# [TASK INSTRUCTIONS]
Go through the records line by line from the top and repeat each one exactly, ending with the line that contains "the key's type.".

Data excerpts
Start of Block
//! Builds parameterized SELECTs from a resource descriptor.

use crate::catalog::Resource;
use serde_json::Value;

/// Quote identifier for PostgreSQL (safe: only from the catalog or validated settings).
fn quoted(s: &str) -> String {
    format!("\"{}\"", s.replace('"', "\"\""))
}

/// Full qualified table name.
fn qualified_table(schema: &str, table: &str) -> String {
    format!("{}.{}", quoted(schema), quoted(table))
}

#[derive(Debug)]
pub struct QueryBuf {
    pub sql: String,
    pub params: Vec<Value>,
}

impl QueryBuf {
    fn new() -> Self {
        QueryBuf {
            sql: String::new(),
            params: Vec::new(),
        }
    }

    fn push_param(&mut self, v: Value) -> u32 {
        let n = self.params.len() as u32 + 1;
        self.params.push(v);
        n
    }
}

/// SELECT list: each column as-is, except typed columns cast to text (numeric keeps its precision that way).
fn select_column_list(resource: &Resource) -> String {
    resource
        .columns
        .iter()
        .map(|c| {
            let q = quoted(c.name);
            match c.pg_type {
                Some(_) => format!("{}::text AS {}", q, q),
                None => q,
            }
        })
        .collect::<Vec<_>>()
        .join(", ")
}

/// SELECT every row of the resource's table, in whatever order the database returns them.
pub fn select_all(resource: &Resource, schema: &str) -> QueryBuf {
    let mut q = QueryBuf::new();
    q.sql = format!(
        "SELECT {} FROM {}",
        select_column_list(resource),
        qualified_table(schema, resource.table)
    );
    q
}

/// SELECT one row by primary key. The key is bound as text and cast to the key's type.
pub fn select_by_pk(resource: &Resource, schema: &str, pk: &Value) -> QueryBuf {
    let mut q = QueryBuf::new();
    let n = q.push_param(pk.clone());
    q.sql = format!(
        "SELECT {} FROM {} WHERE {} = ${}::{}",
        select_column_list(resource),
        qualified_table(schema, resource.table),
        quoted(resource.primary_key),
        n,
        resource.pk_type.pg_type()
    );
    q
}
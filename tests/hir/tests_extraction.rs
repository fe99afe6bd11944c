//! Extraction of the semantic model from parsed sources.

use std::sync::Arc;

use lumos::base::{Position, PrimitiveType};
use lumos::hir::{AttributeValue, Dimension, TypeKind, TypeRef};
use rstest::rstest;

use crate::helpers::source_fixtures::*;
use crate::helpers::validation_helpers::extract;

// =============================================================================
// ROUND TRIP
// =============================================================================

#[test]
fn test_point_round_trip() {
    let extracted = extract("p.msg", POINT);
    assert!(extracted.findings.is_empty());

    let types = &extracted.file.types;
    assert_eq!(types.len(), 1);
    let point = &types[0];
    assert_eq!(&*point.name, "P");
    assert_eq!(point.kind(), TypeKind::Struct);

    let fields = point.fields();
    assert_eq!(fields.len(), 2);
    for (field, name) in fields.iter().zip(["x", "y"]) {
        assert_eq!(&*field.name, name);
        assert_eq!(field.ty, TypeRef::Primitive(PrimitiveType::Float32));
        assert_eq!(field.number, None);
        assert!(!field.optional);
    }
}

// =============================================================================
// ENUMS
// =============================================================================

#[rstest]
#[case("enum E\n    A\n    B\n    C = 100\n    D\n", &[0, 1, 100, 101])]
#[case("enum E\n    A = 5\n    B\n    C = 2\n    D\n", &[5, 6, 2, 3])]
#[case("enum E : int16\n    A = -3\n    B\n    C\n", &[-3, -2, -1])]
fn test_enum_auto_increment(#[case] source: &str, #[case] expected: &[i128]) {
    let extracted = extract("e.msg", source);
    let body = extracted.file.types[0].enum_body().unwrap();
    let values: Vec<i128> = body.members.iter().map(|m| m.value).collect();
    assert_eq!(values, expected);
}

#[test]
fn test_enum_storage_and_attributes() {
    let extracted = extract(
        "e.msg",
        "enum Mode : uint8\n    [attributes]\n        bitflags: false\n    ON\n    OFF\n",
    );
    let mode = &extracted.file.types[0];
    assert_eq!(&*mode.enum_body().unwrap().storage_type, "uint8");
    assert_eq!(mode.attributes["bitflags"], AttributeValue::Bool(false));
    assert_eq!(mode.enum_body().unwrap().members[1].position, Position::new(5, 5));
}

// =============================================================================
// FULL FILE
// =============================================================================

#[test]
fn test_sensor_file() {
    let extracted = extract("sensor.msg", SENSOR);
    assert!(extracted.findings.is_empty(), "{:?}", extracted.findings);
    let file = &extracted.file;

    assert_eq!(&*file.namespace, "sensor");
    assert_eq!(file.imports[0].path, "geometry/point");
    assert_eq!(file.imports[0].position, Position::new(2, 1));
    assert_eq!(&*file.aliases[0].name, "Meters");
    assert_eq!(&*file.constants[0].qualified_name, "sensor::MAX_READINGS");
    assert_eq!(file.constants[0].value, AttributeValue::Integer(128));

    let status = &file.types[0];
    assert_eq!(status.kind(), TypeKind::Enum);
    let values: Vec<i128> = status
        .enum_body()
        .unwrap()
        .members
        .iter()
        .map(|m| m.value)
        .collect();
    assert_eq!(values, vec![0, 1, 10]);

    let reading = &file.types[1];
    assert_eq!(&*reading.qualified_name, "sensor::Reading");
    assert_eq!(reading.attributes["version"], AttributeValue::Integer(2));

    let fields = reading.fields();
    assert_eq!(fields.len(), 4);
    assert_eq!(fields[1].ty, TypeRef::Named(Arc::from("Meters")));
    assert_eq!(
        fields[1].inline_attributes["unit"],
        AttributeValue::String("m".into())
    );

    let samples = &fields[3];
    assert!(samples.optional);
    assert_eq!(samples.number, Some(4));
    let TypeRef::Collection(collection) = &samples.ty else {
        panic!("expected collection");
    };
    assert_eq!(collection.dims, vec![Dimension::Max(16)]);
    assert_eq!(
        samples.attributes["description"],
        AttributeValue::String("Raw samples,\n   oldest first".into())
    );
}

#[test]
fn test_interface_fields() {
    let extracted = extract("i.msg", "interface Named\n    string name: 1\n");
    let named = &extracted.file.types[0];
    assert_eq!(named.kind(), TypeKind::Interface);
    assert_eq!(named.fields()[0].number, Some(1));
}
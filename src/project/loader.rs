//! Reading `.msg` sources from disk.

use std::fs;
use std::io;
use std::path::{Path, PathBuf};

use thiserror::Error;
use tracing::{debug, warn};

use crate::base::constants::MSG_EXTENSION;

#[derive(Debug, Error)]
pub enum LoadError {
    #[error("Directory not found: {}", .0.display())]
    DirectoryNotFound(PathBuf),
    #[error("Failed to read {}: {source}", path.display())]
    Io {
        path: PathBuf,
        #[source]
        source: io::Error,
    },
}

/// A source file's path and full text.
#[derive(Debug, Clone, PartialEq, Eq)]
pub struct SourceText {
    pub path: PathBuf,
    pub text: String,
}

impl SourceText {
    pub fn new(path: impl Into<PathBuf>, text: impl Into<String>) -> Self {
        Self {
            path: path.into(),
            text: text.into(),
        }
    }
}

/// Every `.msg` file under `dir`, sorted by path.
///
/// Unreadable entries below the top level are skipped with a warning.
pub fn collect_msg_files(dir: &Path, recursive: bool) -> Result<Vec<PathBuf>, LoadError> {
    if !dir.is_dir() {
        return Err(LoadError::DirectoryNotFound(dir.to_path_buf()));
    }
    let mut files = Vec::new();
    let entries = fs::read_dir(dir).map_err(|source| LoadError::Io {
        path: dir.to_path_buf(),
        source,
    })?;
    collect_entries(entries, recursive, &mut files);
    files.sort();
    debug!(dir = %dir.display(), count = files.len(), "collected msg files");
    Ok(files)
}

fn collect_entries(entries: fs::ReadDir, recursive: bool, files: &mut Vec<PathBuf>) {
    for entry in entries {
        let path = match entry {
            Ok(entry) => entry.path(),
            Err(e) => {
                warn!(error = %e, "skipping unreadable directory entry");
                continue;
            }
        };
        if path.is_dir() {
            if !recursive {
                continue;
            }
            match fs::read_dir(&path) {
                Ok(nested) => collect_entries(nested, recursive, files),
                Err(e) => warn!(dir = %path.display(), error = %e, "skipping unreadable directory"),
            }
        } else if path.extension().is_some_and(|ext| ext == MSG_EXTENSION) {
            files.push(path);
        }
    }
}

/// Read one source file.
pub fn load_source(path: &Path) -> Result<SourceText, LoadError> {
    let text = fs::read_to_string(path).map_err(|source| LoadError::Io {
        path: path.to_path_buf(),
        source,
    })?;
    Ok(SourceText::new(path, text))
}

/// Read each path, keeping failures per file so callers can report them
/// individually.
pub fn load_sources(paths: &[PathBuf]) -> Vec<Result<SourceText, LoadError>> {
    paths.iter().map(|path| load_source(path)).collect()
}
End of Block
# [RESPONSE]
//! Builds parameterized SELECTs from a resource descriptor.

use crate::catalog::Resource;
use serde_json::Value;

/// Quote identifier for PostgreSQL (safe: only from the catalog or validated settings).
fn quoted(s: &str) -> String {
    format!("\"{}\"", s.replace('"', "\"\""))
}

/// Full qualified table name.
fn qualified_table(schema: &str, table: &str) -> String {
    format!("{}.{}", quoted(schema), quoted(table))
}

#[derive(Debug)]
pub struct QueryBuf {
    pub sql: String,
    pub params: Vec<Value>,
}

impl QueryBuf {
    fn new() -> Self {
        QueryBuf {
            sql: String::new(),
            params: Vec::new(),
        }
    }

    fn push_param(&mut self, v: Value) -> u32 {
        let n = self.params.len() as u32 + 1;
        self.params.push(v);
        n
    }
}

/// SELECT list: each column as-is, except typed columns cast to text (numeric keeps its precision that way).
fn select_column_list(resource: &Resource) -> String {
    resource
        .columns
        .iter()
        .map(|c| {
            let q = quoted(c.name);
            match c.pg_type {
                Some(_) => format!("{}::text AS {}", q, q),
                None => q,
            }
        })
        .collect::<Vec<_>>()
        .join(", ")
}

/// SELECT every row of the resource's table, in whatever order the database returns them.
pub fn select_all(resource: &Resource, schema: &str) -> QueryBuf {
    let mut q = QueryBuf::new();
    q.sql = format!(
        "SELECT {} FROM {}",
        select_column_list(resource),
        qualified_table(schema, resource.table)
    );
    q
}

/// SELECT one row by primary key. The key is bound as text and cast to the key's type.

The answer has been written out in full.